Dataset >>
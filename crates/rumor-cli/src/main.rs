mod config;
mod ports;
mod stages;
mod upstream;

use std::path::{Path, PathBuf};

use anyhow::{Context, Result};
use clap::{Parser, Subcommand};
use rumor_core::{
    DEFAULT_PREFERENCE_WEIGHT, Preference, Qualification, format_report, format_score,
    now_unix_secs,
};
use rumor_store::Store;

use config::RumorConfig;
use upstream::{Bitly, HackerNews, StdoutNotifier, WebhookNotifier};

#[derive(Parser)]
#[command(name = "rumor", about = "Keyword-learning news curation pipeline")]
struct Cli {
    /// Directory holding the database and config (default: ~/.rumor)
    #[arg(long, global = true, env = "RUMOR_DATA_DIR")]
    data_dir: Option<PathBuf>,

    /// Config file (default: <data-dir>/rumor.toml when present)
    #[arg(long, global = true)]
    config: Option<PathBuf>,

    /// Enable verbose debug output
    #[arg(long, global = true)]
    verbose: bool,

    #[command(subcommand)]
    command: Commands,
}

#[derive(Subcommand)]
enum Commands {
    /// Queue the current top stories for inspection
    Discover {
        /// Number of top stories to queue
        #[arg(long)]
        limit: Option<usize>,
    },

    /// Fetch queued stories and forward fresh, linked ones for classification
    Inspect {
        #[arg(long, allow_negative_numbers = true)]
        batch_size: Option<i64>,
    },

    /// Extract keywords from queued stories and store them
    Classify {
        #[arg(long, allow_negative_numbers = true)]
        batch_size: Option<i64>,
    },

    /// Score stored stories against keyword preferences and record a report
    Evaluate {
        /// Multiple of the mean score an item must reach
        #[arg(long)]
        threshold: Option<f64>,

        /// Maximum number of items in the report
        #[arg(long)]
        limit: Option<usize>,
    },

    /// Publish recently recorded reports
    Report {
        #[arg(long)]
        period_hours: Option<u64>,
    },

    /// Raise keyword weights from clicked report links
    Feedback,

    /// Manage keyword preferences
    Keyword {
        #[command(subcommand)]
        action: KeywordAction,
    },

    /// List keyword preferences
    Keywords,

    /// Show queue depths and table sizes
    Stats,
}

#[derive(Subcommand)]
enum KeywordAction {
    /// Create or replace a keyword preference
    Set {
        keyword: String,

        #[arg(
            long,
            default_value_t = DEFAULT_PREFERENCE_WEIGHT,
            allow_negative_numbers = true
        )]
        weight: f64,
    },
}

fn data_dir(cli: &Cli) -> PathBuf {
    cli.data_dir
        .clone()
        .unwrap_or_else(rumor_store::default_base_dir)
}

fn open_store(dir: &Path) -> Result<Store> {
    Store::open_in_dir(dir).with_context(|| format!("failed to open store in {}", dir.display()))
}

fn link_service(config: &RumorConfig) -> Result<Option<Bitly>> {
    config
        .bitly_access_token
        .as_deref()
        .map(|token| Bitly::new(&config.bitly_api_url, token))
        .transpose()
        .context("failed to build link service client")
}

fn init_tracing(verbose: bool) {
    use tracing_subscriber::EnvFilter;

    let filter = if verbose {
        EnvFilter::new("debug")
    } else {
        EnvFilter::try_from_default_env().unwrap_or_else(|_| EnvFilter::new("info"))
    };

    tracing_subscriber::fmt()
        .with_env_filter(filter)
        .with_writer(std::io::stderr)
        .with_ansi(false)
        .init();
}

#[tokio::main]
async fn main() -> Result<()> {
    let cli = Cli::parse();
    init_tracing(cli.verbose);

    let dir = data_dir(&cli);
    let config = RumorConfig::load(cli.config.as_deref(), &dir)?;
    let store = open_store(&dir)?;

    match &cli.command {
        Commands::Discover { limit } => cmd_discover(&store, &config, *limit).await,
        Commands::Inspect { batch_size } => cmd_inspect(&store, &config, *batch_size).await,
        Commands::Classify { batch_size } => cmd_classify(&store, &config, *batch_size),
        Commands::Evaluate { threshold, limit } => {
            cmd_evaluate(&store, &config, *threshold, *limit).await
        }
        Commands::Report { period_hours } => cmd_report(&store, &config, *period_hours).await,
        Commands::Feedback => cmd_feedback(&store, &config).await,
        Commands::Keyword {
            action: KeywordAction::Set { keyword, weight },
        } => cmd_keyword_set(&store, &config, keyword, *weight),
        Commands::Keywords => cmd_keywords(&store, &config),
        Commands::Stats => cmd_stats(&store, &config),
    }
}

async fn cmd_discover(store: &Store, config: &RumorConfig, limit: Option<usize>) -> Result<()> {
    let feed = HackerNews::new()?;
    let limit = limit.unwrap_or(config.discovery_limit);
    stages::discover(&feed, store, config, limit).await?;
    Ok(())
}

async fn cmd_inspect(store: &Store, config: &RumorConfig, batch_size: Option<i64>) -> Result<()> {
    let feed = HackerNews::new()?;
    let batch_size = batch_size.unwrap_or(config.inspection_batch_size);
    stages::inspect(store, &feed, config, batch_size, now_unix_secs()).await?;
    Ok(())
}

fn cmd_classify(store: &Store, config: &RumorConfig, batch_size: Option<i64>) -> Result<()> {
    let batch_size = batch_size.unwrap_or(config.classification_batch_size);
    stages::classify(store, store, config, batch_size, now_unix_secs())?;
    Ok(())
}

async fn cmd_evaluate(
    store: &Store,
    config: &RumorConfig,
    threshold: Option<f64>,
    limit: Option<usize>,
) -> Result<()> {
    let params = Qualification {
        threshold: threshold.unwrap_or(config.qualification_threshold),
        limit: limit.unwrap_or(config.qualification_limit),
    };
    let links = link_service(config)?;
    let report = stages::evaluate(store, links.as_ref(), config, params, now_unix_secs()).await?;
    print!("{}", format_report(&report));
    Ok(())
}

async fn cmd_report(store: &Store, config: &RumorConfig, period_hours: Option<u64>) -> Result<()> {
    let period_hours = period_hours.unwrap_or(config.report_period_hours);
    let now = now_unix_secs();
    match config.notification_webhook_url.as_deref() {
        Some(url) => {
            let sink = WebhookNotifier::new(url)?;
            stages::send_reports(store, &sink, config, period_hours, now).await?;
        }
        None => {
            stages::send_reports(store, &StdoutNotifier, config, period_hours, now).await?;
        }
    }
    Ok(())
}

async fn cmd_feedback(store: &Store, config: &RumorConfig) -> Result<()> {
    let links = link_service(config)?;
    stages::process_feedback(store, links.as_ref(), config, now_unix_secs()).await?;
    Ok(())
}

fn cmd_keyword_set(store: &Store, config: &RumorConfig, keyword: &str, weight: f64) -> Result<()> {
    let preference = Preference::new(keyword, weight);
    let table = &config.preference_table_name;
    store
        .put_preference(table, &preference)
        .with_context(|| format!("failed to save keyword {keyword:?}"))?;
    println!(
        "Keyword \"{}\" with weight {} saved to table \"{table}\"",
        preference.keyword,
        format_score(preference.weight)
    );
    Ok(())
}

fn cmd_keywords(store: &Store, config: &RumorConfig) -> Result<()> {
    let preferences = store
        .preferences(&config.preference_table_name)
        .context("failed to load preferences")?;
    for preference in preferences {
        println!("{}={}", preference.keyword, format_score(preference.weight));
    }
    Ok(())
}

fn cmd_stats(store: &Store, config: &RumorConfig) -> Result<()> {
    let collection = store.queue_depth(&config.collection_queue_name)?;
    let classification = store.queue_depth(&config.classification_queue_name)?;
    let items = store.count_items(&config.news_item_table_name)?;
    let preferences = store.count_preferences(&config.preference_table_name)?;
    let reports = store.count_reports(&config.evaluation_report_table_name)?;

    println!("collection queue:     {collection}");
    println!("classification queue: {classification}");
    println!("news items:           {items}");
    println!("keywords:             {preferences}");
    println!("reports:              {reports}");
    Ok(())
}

Aim of the task >>
Each record is to be repeated exactly.

Completed exercise >>
filename crates/rumor-cli/src/main.rs
mod config;
mod ports;
mod stages;
mod upstream;

use std::path::{Path, PathBuf};

use anyhow::{Context, Result};
use clap::{Parser, Subcommand};
use rumor_core::{
    DEFAULT_PREFERENCE_WEIGHT, Preference, Qualification, format_report, format_score,
    now_unix_secs,
};
use rumor_store::Store;

use config::RumorConfig;
use upstream::{Bitly, HackerNews, StdoutNotifier, WebhookNotifier};

#[derive(Parser)]
#[command(name = "rumor", about = "Keyword-learning news curation pipeline")]
struct Cli {
    /// Directory holding the database and config (default: ~/.rumor)
    #[arg(long, global = true, env = "RUMOR_DATA_DIR")]
    data_dir: Option<PathBuf>,

    /// Config file (default: <data-dir>/rumor.toml when present)
    #[arg(long, global = true)]
    config: Option<PathBuf>,

    /// Enable verbose debug output
    #[arg(long, global = true)]
    verbose: bool,

    #[command(subcommand)]
    command: Commands,
}

#[derive(Subcommand)]
enum Commands {
    /// Queue the current top stories for inspection
    Discover {
        /// Number of top stories to queue
        #[arg(long)]
        limit: Option<usize>,
    },

    /// Fetch queued stories and forward fresh, linked ones for classification
    Inspect {
        #[arg(long, allow_negative_numbers = true)]
        batch_size: Option<i64>,
    },

    /// Extract keywords from queued stories and store them
    Classify {
        #[arg(long, allow_negative_numbers = true)]
        batch_size: Option<i64>,
    },

    /// Score stored stories against keyword preferences and record a report
    Evaluate {
        /// Multiple of the mean score an item must reach
        #[arg(long)]
        threshold: Option<f64>,

        /// Maximum number of items in the report
        #[arg(long)]
        limit: Option<usize>,
    },

    /// Publish recently recorded reports
    Report {
        #[arg(long)]
        period_hours: Option<u64>,
    },

    /// Raise keyword weights from clicked report links
    Feedback,

    /// Manage keyword preferences
    Keyword {
        #[command(subcommand)]
        action: KeywordAction,
    },

    /// List keyword preferences
    Keywords,

    /// Show queue depths and table sizes
    Stats,
}

#[derive(Subcommand)]
enum KeywordAction {
    /// Create or replace a keyword preference
    Set {
        keyword: String,

        #[arg(
            long,
            default_value_t = DEFAULT_PREFERENCE_WEIGHT,
            allow_negative_numbers = true
        )]
        weight: f64,
    },
}

fn data_dir(cli: &Cli) -> PathBuf {
    cli.data_dir
        .clone()
        .unwrap_or_else(rumor_store::default_base_dir)
}

fn open_store(dir: &Path) -> Result<Store> {
    Store::open_in_dir(dir).with_context(|| format!("failed to open store in {}", dir.display()))
}

fn link_service(config: &RumorConfig) -> Result<Option<Bitly>> {
    config
        .bitly_access_token
        .as_deref()
        .map(|token| Bitly::new(&config.bitly_api_url, token))
        .transpose()
        .context("failed to build link service client")
}

fn init_tracing(verbose: bool) {
    use tracing_subscriber::EnvFilter;

    let filter = if verbose {
        EnvFilter::new("debug")
    } else {
        EnvFilter::try_from_default_env().unwrap_or_else(|_| EnvFilter::new("info"))
    };

    tracing_subscriber::fmt()
        .with_env_filter(filter)
        .with_writer(std::io::stderr)
        .with_ansi(false)
        .init();
}

#[tokio::main]
async fn main() -> Result<()> {
    let cli = Cli::parse();
    init_tracing(cli.verbose);

    let dir = data_dir(&cli);
    let config = RumorConfig::load(cli.config.as_deref(), &dir)?;
    let store = open_store(&dir)?;

    match &cli.command {
        Commands::Discover { limit } => cmd_discover(&store, &config, *limit).await,
        Commands::Inspect { batch_size } => cmd_inspect(&store, &config, *batch_size).await,
        Commands::Classify { batch_size } => cmd_classify(&store, &config, *batch_size),
        Commands::Evaluate { threshold, limit } => {
            cmd_evaluate(&store, &config, *threshold, *limit).await
        }
        Commands::Report { period_hours } => cmd_report(&store, &config, *period_hours).await,
        Commands::Feedback => cmd_feedback(&store, &config).await,
        Commands::Keyword {
            action: KeywordAction::Set { keyword, weight },
        } => cmd_keyword_set(&store, &config, keyword, *weight),
        Commands::Keywords => cmd_keywords(&store, &config),
        Commands::Stats => cmd_stats(&store, &config),
    }
}

async fn cmd_discover(store: &Store, config: &RumorConfig, limit: Option<usize>) -> Result<()> {
    let feed = HackerNews::new()?;
    let limit = limit.unwrap_or(config.discovery_limit);
    stages::discover(&feed, store, config, limit).await?;
    Ok(())
}

async fn cmd_inspect(store: &Store, config: &RumorConfig, batch_size: Option<i64>) -> Result<()> {
    let feed = HackerNews::new()?;
    let batch_size = batch_size.unwrap_or(config.inspection_batch_size);
    stages::inspect(store, &feed, config, batch_size, now_unix_secs()).await?;
    Ok(())
}

fn cmd_classify(store: &Store, config: &RumorConfig, batch_size: Option<i64>) -> Result<()> {
    let batch_size = batch_size.unwrap_or(config.classification_batch_size);
    stages::classify(store, store, config, batch_size, now_unix_secs())?;
    Ok(())
}

async fn cmd_evaluate(
    store: &Store,
    config: &RumorConfig,
    threshold: Option<f64>,
    limit: Option<usize>,
) -> Result<()> {
    let params = Qualification {
        threshold: threshold.unwrap_or(config.qualification_threshold),
        limit: limit.unwrap_or(config.qualification_limit),
    };
    let links = link_service(config)?;
    let report = stages::evaluate(store, links.as_ref(), config, params, now_unix_secs()).await?;
    print!("{}", format_report(&report));
    Ok(())
}

async fn cmd_report(store: &Store, config: &RumorConfig, period_hours: Option<u64>) -> Result<()> {
    let period_hours = period_hours.unwrap_or(config.report_period_hours);
    let now = now_unix_secs();
    match config.notification_webhook_url.as_deref() {
        Some(url) => {
            let sink = WebhookNotifier::new(url)?;
            stages::send_reports(store, &sink, config, period_hours, now).await?;
        }
        None => {
            stages::send_reports(store, &StdoutNotifier, config, period_hours, now).await?;
        }
    }
    Ok(())
}

async fn cmd_feedback(store: &Store, config: &RumorConfig) -> Result<()> {
    let links = link_service(config)?;
    stages::process_feedback(store, links.as_ref(), config, now_unix_secs()).await?;
    Ok(())
}

fn cmd_keyword_set(store: &Store, config: &RumorConfig, keyword: &str, weight: f64) -> Result<()> {
    let preference = Preference::new(keyword, weight);
    let table = &config.preference_table_name;
    store
        .put_preference(table, &preference)
        .with_context(|| format!("failed to save keyword {keyword:?}"))?;
    println!(
        "Keyword \"{}\" with weight {} saved to table \"{table}\"",
        preference.keyword,
        format_score(preference.weight)
    );
    Ok(())
}

fn cmd_keywords(store: &Store, config: &RumorConfig) -> Result<()> {
    let preferences = store
        .preferences(&config.preference_table_name)
        .context("failed to load preferences")?;
    for preference in preferences {
        println!("{}={}", preference.keyword, format_score(preference.weight));
    }
    Ok(())
}

fn cmd_stats(store: &Store, config: &RumorConfig) -> Result<()> {
    let collection = store.queue_depth(&config.collection_queue_name)?;
    let classification = store.queue_depth(&config.classification_queue_name)?;
    let items = store.count_items(&config.news_item_table_name)?;
    let preferences = store.count_preferences(&config.preference_table_name)?;
    let reports = store.count_reports(&config.evaluation_report_table_name)?;

    println!("collection queue:     {collection}");
    println!("classification queue: {classification}");
    println!("news items:           {items}");
    println!("keywords:             {preferences}");
    println!("reports:              {reports}");
    Ok(())
}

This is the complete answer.